15. Evolution of adaptive mechanisms

Ans) Humans have physiologically based systems that predisposition them to act, feel, and think in particular ways from the moment they are born. This enables individuals to acquire knowledge, retain it, speak a language, recognise specific elements of their surroundings at birth, emote on a universal level, and form relationships with other people. The frequency with which specific genes, together with the traits they create, arise in an inbreeding population changes with time. Due to genetic mutations, certain features, such as those resulting from natural selection, evolutionary adaptations, and brain evolution, change.


16. Defense mechanisms

Ans) Freud claimed that the ego does its best to reconcile the needs of the id, the superego, and the demands of reality. But when worry takes over, the ego has to stand up for itself. It accomplishes this by automatically suppressing the urges or transforming them into a more bearable, non-dangerous form. The term "ego defence mechanisms" refers to this method of controlling ideals or urges that are morally or socially unacceptable.


17. Mental health as resilience

Ans) Resilience is the ability to adapt to difficult situations. Resilience isn't about putting up with something difficult, being stoic or figuring it out on your own. In fact, being able to reach out to others for support is a key part of being resilient. Resilience can protect from various mental health conditions, such as depression and anxiety. Resilience can also help offset factors that increase the risk of mental health conditions, such as being bullied or previous trauma. If there is an existing mental health condition, being resilient can improve your coping ability.


18. Mesmerism and hypnotism

Ans) Mesmerism: Inducing a trance-like mental state in which victims are highly suggestible is known as mesmerism. It was used to treat psychological problems when an Austrian doctor by the name of Friedrich Anton Mesmer started a clinic in Paris.
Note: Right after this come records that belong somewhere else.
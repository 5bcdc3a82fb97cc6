//! Crate-level error types for loads, live subscriptions, and mutations.
//!
//! Every error here is `Clone` so it can be stored in the published
//! [`CollectionState`](crate::CollectionState) and read by any number of
//! consumers. None of them is fatal: failures are surfaced as data.

use std::fmt;

use crate::event::RecordId;

/// Failure reported by the remote backend or its transport.
///
/// `status` follows HTTP conventions (e.g. `503` for an unreachable
/// backend, `404` for a missing row), which is what hosted backends put on
/// the wire.
#[derive(Debug, Clone, PartialEq, Eq, thiserror::Error)]
#[error("remote error {status}: {message}")]
pub struct RemoteError {
    /// Transport status code.
    pub status: u16,
    /// Human-readable description from the backend.
    pub message: String,
}

impl RemoteError {
    /// Create an error with an explicit status code.
    pub fn new(status: u16, message: impl Into<String>) -> Self {
        Self {
            status,
            message: message.into(),
        }
    }

    /// `503`: the backend could not be reached.
    pub fn unavailable(message: impl Into<String>) -> Self {
        Self::new(503, message)
    }

    /// `404`: the addressed row does not exist.
    pub fn not_found(message: impl Into<String>) -> Self {
        Self::new(404, message)
    }

    /// `400`: the request was rejected as malformed.
    pub fn bad_request(message: impl Into<String>) -> Self {
        Self::new(400, message)
    }
}

/// The initial (or refresh) query for a collection failed.
///
/// Recoverable: call [`SyncedCollection::refresh`](crate::SyncedCollection::refresh).
#[derive(Debug, Clone, PartialEq, Eq, thiserror::Error)]
#[error("failed to load `{table}`: {source}")]
pub struct LoadError {
    /// Table the query targeted.
    pub table: String,
    /// Underlying transport failure.
    #[source]
    pub source: RemoteError,
}

/// Live updates for a collection are unavailable.
///
/// Non-fatal: the handle keeps serving the last loaded data and retries
/// according to its [`LiveConfig`](crate::LiveConfig).
#[derive(Debug, Clone, PartialEq, Eq, thiserror::Error)]
pub enum SubscriptionError {
    /// The backend refused or could not establish the subscription.
    #[error("subscription to `{table}` rejected: {source}")]
    Rejected {
        /// Table the subscription targeted.
        table: String,
        /// Underlying transport failure.
        #[source]
        source: RemoteError,
    },

    /// An established subscription reported an error.
    #[error("subscription to `{table}` interrupted: {source}")]
    Interrupted {
        /// Table the subscription targeted.
        table: String,
        /// Underlying transport failure.
        #[source]
        source: RemoteError,
    },

    /// The backend closed the subscription stream.
    #[error("subscription to `{table}` closed by the backend")]
    Closed {
        /// Table the subscription targeted.
        table: String,
    },
}

/// Error held in a handle's error state.
#[derive(Debug, Clone, PartialEq, Eq, thiserror::Error)]
pub enum SyncError {
    /// See [`LoadError`].
    #[error(transparent)]
    Load(#[from] LoadError),

    /// See [`SubscriptionError`].
    #[error(transparent)]
    Subscription(#[from] SubscriptionError),
}

impl SyncError {
    /// Returns `true` for load failures.
    pub fn is_load(&self) -> bool {
        matches!(self, Self::Load(_))
    }

    /// Returns `true` for subscription failures.
    pub fn is_subscription(&self) -> bool {
        matches!(self, Self::Subscription(_))
    }
}

/// Which write-through operation failed.
#[derive(Debug, Clone, Copy, PartialEq, Eq)]
pub enum MutationKind {
    Insert,
    Update,
    Delete,
}

impl fmt::Display for MutationKind {
    fn fmt(&self, f: &mut fmt::Formatter<'_>) -> fmt::Result {
        f.write_str(match self {
            Self::Insert => "insert into",
            Self::Update => "update of",
            Self::Delete => "delete from",
        })
    }
}

/// A write-through mutation failed.
///
/// Returned to the caller; the local view is never touched by a failed
/// mutation.
#[derive(Debug, Clone, PartialEq, Eq, thiserror::Error)]
#[error("{op} `{table}` failed{}: {source}", id_suffix(.id))]
pub struct MutationError {
    /// The operation that failed.
    pub op: MutationKind,
    /// Table the mutation targeted.
    pub table: String,
    /// Row the mutation addressed, when known.
    pub id: Option<RecordId>,
    /// Underlying transport failure.
    #[source]
    pub source: RemoteError,
}

fn id_suffix(id: &Option<RecordId>) -> String {
    id.as_ref()
        .map(|id| format!(" for id {id}"))
        .unwrap_or_default()
}

/// A JSON value could not be used as a record.
#[derive(Debug, Clone, PartialEq, Eq, thiserror::Error)]
pub enum RecordError {
    /// Records must be JSON objects.
    #[error("record must be a JSON object, got {0}")]
    NotAnObject(&'static str),
}

#[cfg(test)]
mod tests {
    use super::*;

    #[test]
    fn remote_error_display() {
        let err = RemoteError::unavailable("connection refused");
        assert_eq!(err.to_string(), "remote error 503: connection refused");
        assert_eq!(RemoteError::not_found("x").status, 404);
    }

    #[test]
    fn load_error_chains_source() {
        let err = LoadError {
            table: "orders".into(),
            source: RemoteError::unavailable("timeout"),
        };
        assert_eq!(
            err.to_string(),
            "failed to load `orders`: remote error 503: timeout"
        );
        let source = std::error::Error::source(&err).expect("load error should have a source");
        assert_eq!(source.to_string(), "remote error 503: timeout");
    }

    #[test]
    fn sync_error_is_transparent() {
        let err = SyncError::from(SubscriptionError::Closed {
            table: "reviews".into(),
        });
        assert!(err.is_subscription());
        assert!(!err.is_load());
        assert_eq!(
            err.to_string(),
            "subscription to `reviews` closed by the backend"
        );
    }

    #[test]
    fn mutation_error_mentions_id_when_known() {
        let err = MutationError {
            op: MutationKind::Update,
            table: "orders".into(),
            id: Some(RecordId::Int(7)),
            source: RemoteError::not_found("no such row"),
        };
        assert_eq!(
            err.to_string(),
            "update of `orders` failed for id 7: remote error 404: no such row"
        );

        let err = MutationError {
            op: MutationKind::Insert,
            table: "orders".into(),
            id: None,
            source: RemoteError::bad_request("missing store_id"),
        };
        assert_eq!(
            err.to_string(),
            "insert into `orders` failed: remote error 400: missing store_id"
        );
    }

    // Errors live inside watch-channel state and cross task boundaries.
    const _: () = {
        #[allow(dead_code)]
        fn assert_send_sync_clone<T: Send + Sync + Clone>() {}

        #[allow(dead_code)]
        fn check() {
            assert_send_sync_clone::<RemoteError>();
            assert_send_sync_clone::<SyncError>();
            assert_send_sync_clone::<MutationError>();
        }
    };
}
His patients had hysterical disorders, mysterious illnesses with no obvious physical explanation. Unexpectedly many patients seemed to benefit from this treatment, known as mesmerism.


Hypnotism: Hypnosis, a method that relies on the power of suggestion, can treat hysterical conditions, several scientists came to the conclusion that hysterical diseases are mental disorders. Some scientists disagreed, however, and thought that hysterical diseases had subtle physiological underpinnings.